=== Action item ===
Search the material below for lines containing the string "Refusal", and copy every one you find.
(Beginning of Records)
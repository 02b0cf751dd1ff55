/// A permission level held by everyone matching `mask` on one server.
#[derive(Clone, Debug, PartialEq, Eq, serde::Serialize, serde::Deserialize)]
pub struct Grant {
    pub server_name: String,
    /// A glob over `nick!user@host`, always lower-case
    pub mask: String,
    pub level: u32,
}

impl Grant {
    pub fn new(server_name: &str, mask: &str, level: u32) -> Self {
        Self {
            server_name: server_name.to_string(),
            mask: mask.to_ascii_lowercase(),
            level,
        }
    }

    pub fn matches(&self, address: &str) -> bool {
        crate::mask::matches(&self.mask, address)
    }
}

/// A mutation the authority carried out.
#[derive(Clone, Debug, PartialEq, Eq)]
pub enum Change {
    Added(Grant),
    Updated { previous: u32, grant: Grant },
    Revoked(Grant),
}

impl std::fmt::Display for Change {
    fn fmt(&self, f: &mut std::fmt::Formatter<'_>) -> std::fmt::Result {
        match self {
            Self::Added(Grant { mask, level, .. }) => {
                write!(f, "added permission for {mask} with level {level}")
            }
            Self::Updated {
                previous,
                grant: Grant { mask, level, .. },
            } => write!(
                f,
                "updated permission for {mask} from level {previous} to {level}"
            ),
            Self::Revoked(Grant { mask, .. }) => write!(f, "deleted permission for {mask}"),
        }
    }
}

/// Why the authority refused a mutation.
#[derive(Clone, Debug, PartialEq, Eq)]
pub enum Refusal {
    /// The caller's own level is below what the change needs
    Insufficient { caller: u32, required: u32 },
    InvalidLevel { max: u32 },
    InvalidMask(String),
    NotFound(String),
}

impl std::fmt::Display for Refusal {
    fn fmt(&self, f: &mut std::fmt::Formatter<'_>) -> std::fmt::Result {
        match self {
            Self::Insufficient { caller, required } => write!(
                f,
                "you cannot modify a permission of level {required} with level {caller}"
            ),
            Self::InvalidLevel { max } => {
                write!(f, "invalid level, it must be a number between 1 and {max}")
            }
            Self::InvalidMask(mask) => {
                write!(f, "invalid mask '{mask}', it must look like nick!user@host")
            }
            Self::NotFound(mask) => write!(f, "no permission found for {mask}"),
        }
    }
}

pub type Decision = Result<Change, Refusal>;
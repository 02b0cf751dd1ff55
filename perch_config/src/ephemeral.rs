/// A value that lives in the environment.
///
/// Configuration files only hold the name of an environment variable. Loading
/// one reads the variable and removes it from the process environment so child
/// processes never see it. Saving writes the name back out.
#[derive(Clone, serde::Deserialize, serde::Serialize)]
#[serde(try_from = "String", into = "String")]
pub struct Ephemeral {
    var: String,
    value: String,
}

impl Ephemeral {
    /// Names a variable without reading it, for writing example configs
    pub fn from_var(var: &str) -> Self {
        Self {
            var: var.to_string(),
            value: String::new(),
        }
    }

    pub fn value(&self) -> &str {
        &self.value
    }
}

impl TryFrom<String> for Ephemeral {
    type Error = String;

    fn try_from(var: String) -> Result<Self, Self::Error> {
        let value = std::env::var(&var).map_err(|err| format!("env var '{var}': {err}"))?;
        std::env::remove_var(&var);
        log::trace!("read and removed env var '{var}'");
        Ok(Self { var, value })
    }
}

impl From<Ephemeral> for String {
    fn from(ephemeral: Ephemeral) -> Self {
        ephemeral.var
    }
}

impl std::fmt::Debug for Ephemeral {
    fn fmt(&self, f: &mut std::fmt::Formatter<'_>) -> std::fmt::Result {
        f.debug_struct("Ephemeral")
            .field("var", &self.var)
            .field("value", &crate::redact(&self.value))
            .finish()
    }
}

#[cfg(test)]
mod tests {
    use super::*;

    #[test]
    fn reads_and_removes_env_var() {
        std::env::set_var("PERCH_TEST_EPHEMERAL", "sekrit");
        let password: Ephemeral = serde_json::from_str(r#""PERCH_TEST_EPHEMERAL""#).unwrap();
        assert_eq!(password.value(), "sekrit");
        assert!(std::env::var("PERCH_TEST_EPHEMERAL").is_err());

        assert_eq!(
            serde_json::to_string(&password).unwrap(),
            r#""PERCH_TEST_EPHEMERAL""#
        );
        assert!(!format!("{password:?}").contains("sekrit"));
    }

    #[test]
    fn missing_env_var() {
        let err = serde_json::from_str::<Ephemeral>(r#""PERCH_TEST_MISSING_EPHEMERAL""#)
            .unwrap_err();
        assert!(err.to_string().contains("PERCH_TEST_MISSING_EPHEMERAL"));
    }

    #[test]
    fn unread_var_saves_its_name() {
        let password = Ephemeral::from_var("PERCH_SERVER_PASSWORD");
        assert_eq!(password.value(), "");
        assert_eq!(
            serde_yaml::to_string(&password).unwrap().trim(),
            "PERCH_SERVER_PASSWORD"
        );
    }
}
(End of Records)
=== Exercise solution ===
pub enum Refusal {
impl std::fmt::Display for Refusal {
pub type Decision = Result<Change, Refusal>;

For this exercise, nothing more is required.